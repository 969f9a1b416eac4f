//! Per-client admission control.
//!
//! [`AdmissionGate`] keeps one token bucket per [`ClientId`] and decides,
//! for each inbound request, whether it may proceed. Buckets are created on
//! first contact with a full allowance, refilled continuously at `rate`
//! tokens per second up to `burst`, and reclaimed by a periodic sweep once a
//! client has been silent for longer than the idle threshold.
//!
//! # Concurrency
//!
//! The client table is split into a fixed number of shards, each guarded by
//! its own mutex. A client always maps to the same shard, so the
//! lookup-or-create, refill, decrement and `last_seen` update for one client
//! happen under a single lock while unrelated clients rarely contend. The
//! sweep visits one shard at a time.
//!
//! # Example
//!
//! ```
//! use std::sync::Arc;
//! use greenlight_api::admission::{AdmissionConfig, AdmissionGate, ClientId, ManualClock};
//!
//! let clock = ManualClock::default();
//! let gate = AdmissionGate::with_clock(AdmissionConfig::new(2.0, 4), Arc::new(clock)).unwrap();
//! let client = ClientId::new("203.0.113.7").unwrap();
//!
//! assert!((0..4).all(|_| gate.admit(&client)));
//! assert!(!gate.admit(&client));
//! ```

mod bucket;
mod clock;
mod identity;
mod sweeper;

use std::collections::HashMap;
use std::hash::{Hash, Hasher};
use std::sync::Arc;
use std::time::{Duration, Instant};

use parking_lot::Mutex;
use siphasher::sip::SipHasher24;
use thiserror::Error;

pub use bucket::ClientBucket;
pub use clock::{Clock, ManualClock, SystemClock};
pub use identity::{ClientId, IdentityError};
pub use sweeper::SweeperHandle;

const SHARD_COUNT: usize = 16;

// =============================================================================
// Configuration
// =============================================================================

/// Invalid admission settings.
#[derive(Debug, Clone, PartialEq, Error)]
pub enum AdmissionError {
    /// Refill rate must be a positive, finite number.
    #[error("admission rate must be positive and finite, got {0}")]
    InvalidRate(f64),

    /// Burst must allow at least one request.
    #[error("admission burst must be at least 1")]
    ZeroBurst,

    /// Sweep interval must be non-zero.
    #[error("sweep interval must be greater than zero")]
    ZeroSweepInterval,

    /// The idle threshold must outlive a full refill of the bucket.
    #[error(
        "idle threshold {idle_threshold:?} is shorter than the refill window {refill_window:?}"
    )]
    IdleThresholdTooShort {
        /// Configured idle threshold.
        idle_threshold: Duration,
        /// Time needed to refill an empty bucket (`burst / rate`).
        refill_window: Duration,
    },
}

/// Settings recognised by [`AdmissionGate`].
#[derive(Debug, Clone, Copy, PartialEq)]
pub struct AdmissionConfig {
    /// When false every request is admitted and no state is kept.
    pub enabled: bool,
    /// Tokens added per second.
    pub rate: f64,
    /// Maximum tokens, also the allowance on first contact.
    pub burst: u32,
    /// Time between eviction sweeps.
    pub sweep_interval: Duration,
    /// Silence after which a client's bucket is evicted.
    pub idle_threshold: Duration,
}

impl AdmissionConfig {
    /// Default sweep interval.
    pub const DEFAULT_SWEEP_INTERVAL: Duration = Duration::from_secs(60);
    /// Default idle threshold.
    pub const DEFAULT_IDLE_THRESHOLD: Duration = Duration::from_secs(180);

    /// Creates an enabled configuration with default sweep timings.
    #[must_use]
    pub const fn new(rate: f64, burst: u32) -> Self {
        Self {
            enabled: true,
            rate,
            burst,
            sweep_interval: Self::DEFAULT_SWEEP_INTERVAL,
            idle_threshold: Self::DEFAULT_IDLE_THRESHOLD,
        }
    }

    /// Creates a configuration that admits everything.
    #[must_use]
    pub const fn disabled() -> Self {
        let mut config = Self::new(2.0, 4);
        config.enabled = false;
        config
    }

    /// Overrides the sweep interval.
    #[must_use]
    pub const fn with_sweep_interval(mut self, sweep_interval: Duration) -> Self {
        self.sweep_interval = sweep_interval;
        self
    }

    /// Overrides the idle threshold.
    #[must_use]
    pub const fn with_idle_threshold(mut self, idle_threshold: Duration) -> Self {
        self.idle_threshold = idle_threshold;
        self
    }

    /// Time for an empty bucket to refill completely.
    #[must_use]
    pub fn refill_window(&self) -> Duration {
        Duration::try_from_secs_f64(f64::from(self.burst) / self.rate).unwrap_or(Duration::MAX)
    }

    /// Validates the settings. A disabled configuration is always valid.
    ///
    /// # Errors
    ///
    /// Returns [`AdmissionError`] when rate, burst or the sweep timings are
    /// unusable.
    pub fn validate(&self) -> Result<(), AdmissionError> {
        if !self.enabled {
            return Ok(());
        }
        if !(self.rate.is_finite() && self.rate > 0.0) {
            return Err(AdmissionError::InvalidRate(self.rate));
        }
        if self.burst == 0 {
            return Err(AdmissionError::ZeroBurst);
        }
        if self.sweep_interval.is_zero() {
            return Err(AdmissionError::ZeroSweepInterval);
        }
        let refill_window = self.refill_window();
        if self.idle_threshold.is_zero() || self.idle_threshold < refill_window {
            return Err(AdmissionError::IdleThresholdTooShort {
                idle_threshold: self.idle_threshold,
                refill_window,
            });
        }
        Ok(())
    }
}

impl Default for AdmissionConfig {
    fn default() -> Self {
        Self::new(2.0, 4)
    }
}

// =============================================================================
// Admission Gate
// =============================================================================

type Shard = Mutex<HashMap<ClientId, ClientBucket>>;

/// Sharded per-client token-bucket rate limiter.
#[derive(Debug)]
pub struct AdmissionGate {
    config: AdmissionConfig,
    clock: Arc<dyn Clock>,
    shards: Box<[Shard]>,
    hash_key: [u8; 16],
    sweeper: Mutex<Option<SweeperHandle>>,
}

impl AdmissionGate {
    /// Creates a gate using the system clock. No sweeper is started.
    ///
    /// # Errors
    ///
    /// Returns [`AdmissionError`] if `config` fails validation.
    pub fn new(config: AdmissionConfig) -> Result<Self, AdmissionError> {
        Self::with_clock(config, Arc::new(SystemClock))
    }

    /// Creates a gate reading time from `clock`. No sweeper is started.
    ///
    /// # Errors
    ///
    /// Returns [`AdmissionError`] if `config` fails validation.
    pub fn with_clock(
        config: AdmissionConfig,
        clock: Arc<dyn Clock>,
    ) -> Result<Self, AdmissionError> {
        config.validate()?;

        let shard_count = if config.enabled { SHARD_COUNT } else { 0 };
        let shards = (0..shard_count)
            .map(|_| Mutex::new(HashMap::new()))
            .collect::<Vec<_>>()
            .into_boxed_slice();

        Ok(Self {
            config,
            clock,
            shards,
            hash_key: rand::random(),
            sweeper: Mutex::new(None),
        })
    }

    /// Creates a shared gate and, when enabled, starts its eviction sweeper.
    ///
    /// Must be called from within a tokio runtime.
    ///
    /// # Errors
    ///
    /// Returns [`AdmissionError`] if `config` fails validation.
    pub fn start(
        config: AdmissionConfig,
        clock: Arc<dyn Clock>,
    ) -> Result<Arc<Self>, AdmissionError> {
        let gate = Arc::new(Self::with_clock(config, clock)?);

        if gate.config.enabled {
            let handle = SweeperHandle::spawn(Arc::downgrade(&gate), gate.config.sweep_interval);
            *gate.sweeper.lock() = Some(handle);
            tracing::info!(
                rate = gate.config.rate,
                burst = gate.config.burst,
                sweep_interval = ?gate.config.sweep_interval,
                idle_threshold = ?gate.config.idle_threshold,
                "Admission gate started"
            );
        } else {
            tracing::info!("Admission gate disabled, all requests admitted");
        }

        Ok(gate)
    }

    /// Stops the eviction sweeper if one is running.
    pub async fn stop(&self) {
        let handle = self.sweeper.lock().take();
        if let Some(handle) = handle {
            handle.shutdown().await;
        }
    }

    /// Returns true while a sweeper task is attached and running.
    #[must_use]
    pub fn is_sweeping(&self) -> bool {
        self.sweeper
            .lock()
            .as_ref()
            .is_some_and(|handle| !handle.is_finished())
    }

    /// Decides whether `client` may proceed now.
    pub fn admit(&self, client: &ClientId) -> bool {
        self.admit_at(client, self.clock.now())
    }

    /// Decides whether `client` may proceed at `now`.
    pub fn admit_at(&self, client: &ClientId, now: Instant) -> bool {
        if !self.config.enabled {
            return true;
        }

        let rate = self.config.rate;
        let burst = f64::from(self.config.burst);
        let mut table = self.shard_for(client).lock();

        if let Some(bucket) = table.get_mut(client) {
            return bucket.try_take(rate, burst, now);
        }

        let mut bucket = ClientBucket::full(burst, now);
        let admitted = bucket.try_take(rate, burst, now);
        table.insert(client.clone(), bucket);
        admitted
    }

    /// Removes buckets idle at the clock's current instant.
    ///
    /// Returns the number of evicted clients.
    pub fn sweep(&self) -> usize {
        self.sweep_at(self.clock.now())
    }

    /// Removes buckets whose client has been silent for longer than the
    /// idle threshold at `now`.
    pub fn sweep_at(&self, now: Instant) -> usize {
        let threshold = self.config.idle_threshold;
        self.shards
            .iter()
            .map(|shard| {
                let mut table = shard.lock();
                let before = table.len();
                table.retain(|_, bucket| !bucket.is_idle(now, threshold));
                before - table.len()
            })
            .sum()
    }

    /// Returns the number of clients currently tracked.
    #[must_use]
    pub fn tracked_clients(&self) -> usize {
        self.shards.iter().map(|shard| shard.lock().len()).sum()
    }

    /// Returns a snapshot of the bucket for `client`, if tracked.
    #[must_use]
    pub fn bucket(&self, client: &ClientId) -> Option<ClientBucket> {
        if self.shards.is_empty() {
            return None;
        }
        self.shard_for(client).lock().get(client).copied()
    }

    /// Returns the active configuration.
    #[must_use]
    pub const fn config(&self) -> &AdmissionConfig {
        &self.config
    }

    /// Returns true if admission control is enabled.
    #[must_use]
    pub const fn is_enabled(&self) -> bool {
        self.config.enabled
    }

    fn shard_for(&self, client: &ClientId) -> &Shard {
        let mut hasher = SipHasher24::new_with_key(&self.hash_key);
        client.hash(&mut hasher);
        // Truncation is fine, only the low bits pick the shard.
        #[allow(clippy::cast_possible_truncation)]
        let index = (hasher.finish() as usize) % self.shards.len();
        &self.shards[index]
    }
}

// =============================================================================
// Tests
// =============================================================================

| Task description |
Find the lines above that hold "SweeperHandle", then copy each of them.

| Response |
pub use sweeper::SweeperHandle;
    sweeper: Mutex<Option<SweeperHandle>>,
            let handle = SweeperHandle::spawn(Arc::downgrade(&gate), gate.config.sweep_interval);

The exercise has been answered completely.